Photoredox-Catalyzed Radical Alkylation/Cyclization of Isocyanides with Organoboron Reagents for Diversified Synthesis of N-Heteroaromatics

Abstract

The utility of alkyl boronic acids as alkyl radical precursors in photoredox-catalyzed reactions has been limited due to their low reactivity. A photoredox-catalyzed radical alkylation/cyclization of functional arylisocyanides with alkyl boronic acids is reported herein. This strategy allows the formation of alkyl radicals from boronic acids containing primary, secondary, and tertiary alkyl groups, which are subsequently transformed into structurally diverse alkylated products, including quinoxalines, phenanthridines, benzothiazoles, benzoselenazoles and quinolines.
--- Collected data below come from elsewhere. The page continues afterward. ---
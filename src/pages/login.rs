//! Login Page
//!
//! Accepts an access token issued by the care backend and stores it.

use leptos::prelude::*;

use crate::context::use_app_context;
use crate::routes::Route;

#[component]
pub fn LoginPage() -> impl IntoView {
    let ctx = use_app_context();
    let (token, set_token) = signal(String::new());
    let (error, set_error) = signal::<Option<&'static str>>(None);

    let on_submit = move |ev: web_sys::SubmitEvent| {
        ev.prevent_default();
        if ctx.sign_in(&token.get_untracked()) {
            set_token.set(String::new());
            ctx.navigate(Route::Visits);
        } else {
            set_error.set(Some("Please enter your access token."));
        }
    };

    view! {
        <section class="page login-page">
            <h1>"Sign in"</h1>
            <form class="login-form" on:submit=on_submit>
                <label class="form-label" for="token">"Access token"</label>
                <input
                    id="token"
                    type="password"
                    autocomplete="off"
                    prop:value=move || token.get()
                    on:input=move |ev| set_token.set(event_target_value(&ev))
                />
                {move || error.get().map(|message| view! { <p class="error-text">{message}</p> })}
                <button type="submit">"Sign in"</button>
            </form>
        </section>
    }
}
This transformation features readily available radical precursors and a broad substrate scope. The reaction mechanism is investigated by fluorescence quenching, light on/off, and cyclic voltammograms (CV) experiments. The combination of alkyl boronic acids with DBU may lead to the formation of the alkyl radical via a single electron transfer (SET) process, while the arylisocyanides may undergo an energy transfer (EnT) process with photocatalyst under visible light to generate the carbon radical or act as a radical acceptor to react with the alkyl radical.